In fact, the iPad could get within striking distance of a Kindle right away simply by deciding to provide a crappier experience than originally planned, switching to cheaper parts, and so on. The supply side of "supply and demand" is just as subjective as the demand side -- Apple could take the money, etc., that it's now putting into whatever accounts for the $270 cost estimate, and reinvest that in cheaper parts, more limited capabilities, etc., in order to compete on price against the Kindle. In Apple's subjective evaluation, the current investment pattern is worth more to them than what they perceive as the next-best alternative use of that stuff. To put it simpler: price-based competition would have led Apple to design a much cheaper device in the first place.

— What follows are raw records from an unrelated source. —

//! crates/learnhub_core/src/domain.rs
//!
//! Defines the pure, core data structures for the application.
//! These structs are independent of any database or serialization format.

use chrono::{DateTime, Utc};
use std::collections::BTreeSet;
use std::fmt;
use std::str::FromStr;
use uuid::Uuid;

//=========================================================================================
// Catalog
//=========================================================================================

/// The difficulty a clip is aimed at.
#[derive(Debug, Clone, Copy, PartialEq, Eq, PartialOrd, Ord, Hash)]
pub enum SkillLevel {
    Beginner,
    Intermediate,
    Advanced,
    Expert,
}

#[derive(Debug, thiserror::Error, PartialEq, Eq)]
#[error("Unknown skill level: {0}")]
pub struct SkillLevelError(pub String);

impl SkillLevel {
    pub const ALL: [SkillLevel; 4] = [
        SkillLevel::Beginner,
        SkillLevel::Intermediate,
        SkillLevel::Advanced,
        SkillLevel::Expert,
    ];

    pub fn as_str(&self) -> &'static str {
        match self {
            SkillLevel::Beginner => "beginner",
            SkillLevel::Intermediate => "intermediate",
            SkillLevel::Advanced => "advanced",
            SkillLevel::Expert => "expert",
        }
    }
}

impl fmt::Display for SkillLevel {
    fn fmt(&self, f: &mut fmt::Formatter<'_>) -> fmt::Result {
        f.write_str(self.as_str())
    }
}

impl FromStr for SkillLevel {
    type Err = SkillLevelError;

    fn from_str(s: &str) -> Result<Self, Self::Err> {
        match s.trim().to_ascii_lowercase().as_str() {
            "beginner" => Ok(SkillLevel::Beginner),
            "intermediate" => Ok(SkillLevel::Intermediate),
            "advanced" => Ok(SkillLevel::Advanced),
            "expert" => Ok(SkillLevel::Expert),
            _ => Err(SkillLevelError(s.to_string())),
        }
    }
}

/// A short video content item ("clip") in the catalog.
///
/// Immutable from the client's point of view; bookmark state is tracked
/// separately in [`crate::bookmarks::BookmarkSet`].
#[derive(Debug, Clone, PartialEq)]
pub struct ContentItem {
    pub id: Uuid,
    pub title: String,
    pub description: String,
    pub duration_seconds: u32,
    pub machine_model: String,
    pub process: String,
    pub skill_level: SkillLevel,
    pub tags: BTreeSet<String>,
    pub author_id: Uuid,
    pub view_count: u64,
    pub created_at: DateTime<Utc>,
}

//=========================================================================================
// Courses and Quizzes
//=========================================================================================

/// A node inside a course module: either a clip to watch or a quiz to pass.
#[derive(Debug, Clone, PartialEq, Eq)]
pub enum NodeContent {
    Clip { clip_id: Uuid },
    Quiz { quiz_id: Uuid },
}

#[derive(Debug, Clone, PartialEq, Eq)]
pub struct CourseNode {
    pub id: Uuid,
    pub title: String,
    pub content: NodeContent,
    /// Whether this node counts towards module completion.
    pub required: bool,
}

#[derive(Debug, Clone, PartialEq, Eq)]
pub struct CourseModule {
    pub id: Uuid,
    pub title: String,
    pub nodes: Vec<CourseNode>,
}

#[derive(Debug, Clone, PartialEq, Eq)]
pub struct Course {
    pub id: Uuid,
    pub title: String,
    pub description: String,
    pub modules: Vec<CourseModule>,
    pub passing_threshold: Option<u8>,
    pub max_attempts: Option<u32>,
}

impl Course {
    /// Iterates over every node of every module, in course order.
    pub fn nodes(&self) -> impl Iterator<Item = &CourseNode> {
        self.modules.iter().flat_map(|m| m.nodes.iter())
    }

    pub fn contains_quiz(&self, quiz_id: Uuid) -> bool {
        self.nodes()
            .any(|n| n.content == NodeContent::Quiz { quiz_id })
    }
}

#[derive(Debug, Clone, Copy, PartialEq, Eq)]
pub enum QuestionKind {
    MultipleChoice,
    TrueFalse,
    ShortAnswer,
}

impl QuestionKind {
    pub fn as_str(&self) -> &'static str {
        match self {
            QuestionKind::MultipleChoice => "multiple_choice",
            QuestionKind::TrueFalse => "true_false",
            QuestionKind::ShortAnswer => "short_answer",
        }
    }

    pub fn parse(s: &str) -> Option<Self> {
        match s {
            "multiple_choice" => Some(QuestionKind::MultipleChoice),
            "true_false" => Some(QuestionKind::TrueFalse),
            "short_answer" => Some(QuestionKind::ShortAnswer),
            _ => None,
        }
    }
}

/// A single answer value: one string, or a set of strings for multi-select.
///
/// The same shape is used for the correct answer and for a submission.
#[derive(Debug, Clone, PartialEq, Eq)]
pub enum AnswerValue {
    Single(String),
    Multiple(BTreeSet<String>),
}

impl AnswerValue {
    /// Views the value as a set of options. A single value is a one-element set.
    pub fn as_set(&self) -> BTreeSet<&str> {
        match self {
            AnswerValue::Single(s) => std::iter::once(s.as_str()).collect(),
            AnswerValue::Multiple(set) => set.iter().map(String::as_str).collect(),
        }
    }
}

#[derive(Debug, Clone, PartialEq, Eq)]
pub struct Question {
    pub id: Uuid,
    pub prompt: String,
    pub kind: QuestionKind,
    pub options: Vec<String>,
    pub correct: AnswerValue,
    pub points: u32,
    pub explanation: Option<String>,
}

#[derive(Debug, Clone, PartialEq, Eq)]
pub struct Quiz {
    pub id: Uuid,
    pub title: String,
    pub questions: Vec<Question>,
    pub passing_threshold: Option<u8>,
    pub time_limit_seconds: Option<u32>,
    pub max_attempts: Option<u32>,
}

impl Quiz {
    pub fn question(&self, id: Uuid) -> Option<&Question> {
        self.questions.iter().find(|q| q.id == id)
    }
}

/// A scored attempt as persisted by the backend.
#[derive(Debug, Clone)]
pub struct StoredAttempt {
    pub id: Uuid,
    pub user_id: Uuid,
    pub quiz_id: Uuid,
    pub attempt_number: u32,
    pub score: u32,
    pub max_score: u32,
    pub percentage: u8,
    pub passed: bool,
    pub submitted_at: DateTime<Utc>,
}

#[derive(Debug, Clone)]
pub struct Certificate {
    pub id: Uuid,
    pub user_id: Uuid,
    pub course_id: Uuid,
    pub issued_at: DateTime<Utc>,
}

//=========================================================================================
// Billing
//=========================================================================================

#[derive(Debug, Clone, Copy, PartialEq, Eq)]
pub enum BillingInterval {
    Monthly,
    Yearly,
}

impl BillingInterval {
    pub fn as_str(&self) -> &'static str {
        match self {
            BillingInterval::Monthly => "monthly",
            BillingInterval::Yearly => "yearly",
        }
    }

    pub fn parse(s: &str) -> Option<Self> {
        match s {
            "monthly" => Some(BillingInterval::Monthly),
            "yearly" => Some(BillingInterval::Yearly),
            _ => None,
        }
    }
}

#[derive(Debug, Clone, PartialEq, Eq)]
pub struct Plan {
    pub id: Uuid,
    pub name: String,
    pub price_cents: u64,
    pub interval: BillingInterval,
    pub features: Vec<String>,
}

#[derive(Debug, Clone, Default, PartialEq, Eq)]
pub struct BillingAddress {
    pub full_name: String,
    pub line1: String,
    pub line2: Option<String>,
    pub city: String,
    pub region: String,
    pub postal_code: String,
    pub country: String,
}

/// Card details entered on the payment step.
///
/// Never persisted; only forwarded to the payment processor.
#[derive(Clone, PartialEq, Eq)]
pub struct PaymentCard {
    pub number: String,
    pub exp_month: u32,
    pub exp_year: i32,
    pub cvc: String,
    pub holder_name: String,
}

impl PaymentCard {
    pub fn last4(&self) -> &str {
        let n = self.number.len();
        &self.number[n.saturating_sub(4)..]
    }
}

// Keep card numbers out of logs.
impl fmt::Debug for PaymentCard {
    fn fmt(&self, f: &mut fmt::Formatter<'_>) -> fmt::Result {
        f.debug_struct("PaymentCard")
            .field("last4", &self.last4())
            .field("exp_month", &self.exp_month)
            .field("exp_year", &self.exp_year)
            .finish_non_exhaustive()
    }
}

/// A promo code as stored by the backend.
#[derive(Debug, Clone, PartialEq, Eq)]
pub struct PromoCode {
    pub code: String,
    pub percent_off: u8,
    pub expires_at: Option<DateTime<Utc>>,
}

#[derive(Debug, Clone, Copy, PartialEq, Eq)]
pub enum SubscriptionStatus {
    Active,
    Canceled,
}

impl SubscriptionStatus {
    pub fn as_str(&self) -> &'static str {
        match self {
            SubscriptionStatus::Active => "active",
            SubscriptionStatus::Canceled => "canceled",
        }
    }
}

#[derive(Debug, Clone, PartialEq, Eq)]
pub struct Subscription {
    pub id: Uuid,
    pub user_id: Uuid,
    pub plan_id: Uuid,
    pub status: SubscriptionStatus,
    pub amount_cents: u64,
    pub started_at: DateTime<Utc>,
    pub renews_at: DateTime<Utc>,
}

//=========================================================================================
// Accounts
//=========================================================================================

// Represents a user - used throughout app
#[derive(Debug, Clone)]
pub struct User {
    pub user_id: Uuid,
    pub email: String,
    pub display_name: String,
}

// Only used internally for login/signup - contains sensitive data
#[derive(Debug, Clone)]
pub struct UserCredentials {
    pub user_id: Uuid,
    pub email: String,
    pub hashed_password: String,
}

#[derive(Debug, Clone, Default)]
pub struct ContactMessage {
    pub name: String,
    pub email: String,
    pub subject: String,
    pub body: String,
}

Because no one knows quite what to make of this doo-hickey, it's like a movie, no two of which are alike -- you have to consume it in order to determine how you subjectively value it. (In Hollywood Economics, Arthur De Vany drives home this point and its implications for how the movie industry works.) Having used an iPod, iPhone, computer, ebook reader, etc., may give you the vaguest clue what the iPad experience will be like, just like watching Star Wars would give you a hint about what watching The Empire Strikes Back would be like. But there's so much noise in the guess about what a sequel will be like based on the first movie -- it could be a Nightmare on Elm Street 2 -- that you really do have to experience the sequel to figure out what it's worth to you.

So the planned-for price drops, if they happen, may be Apple's way of starting high and lowering it later just to feel out what the demand will be for this baffling sequel to the iPod and iPhone. It seems to have little to do with price competition.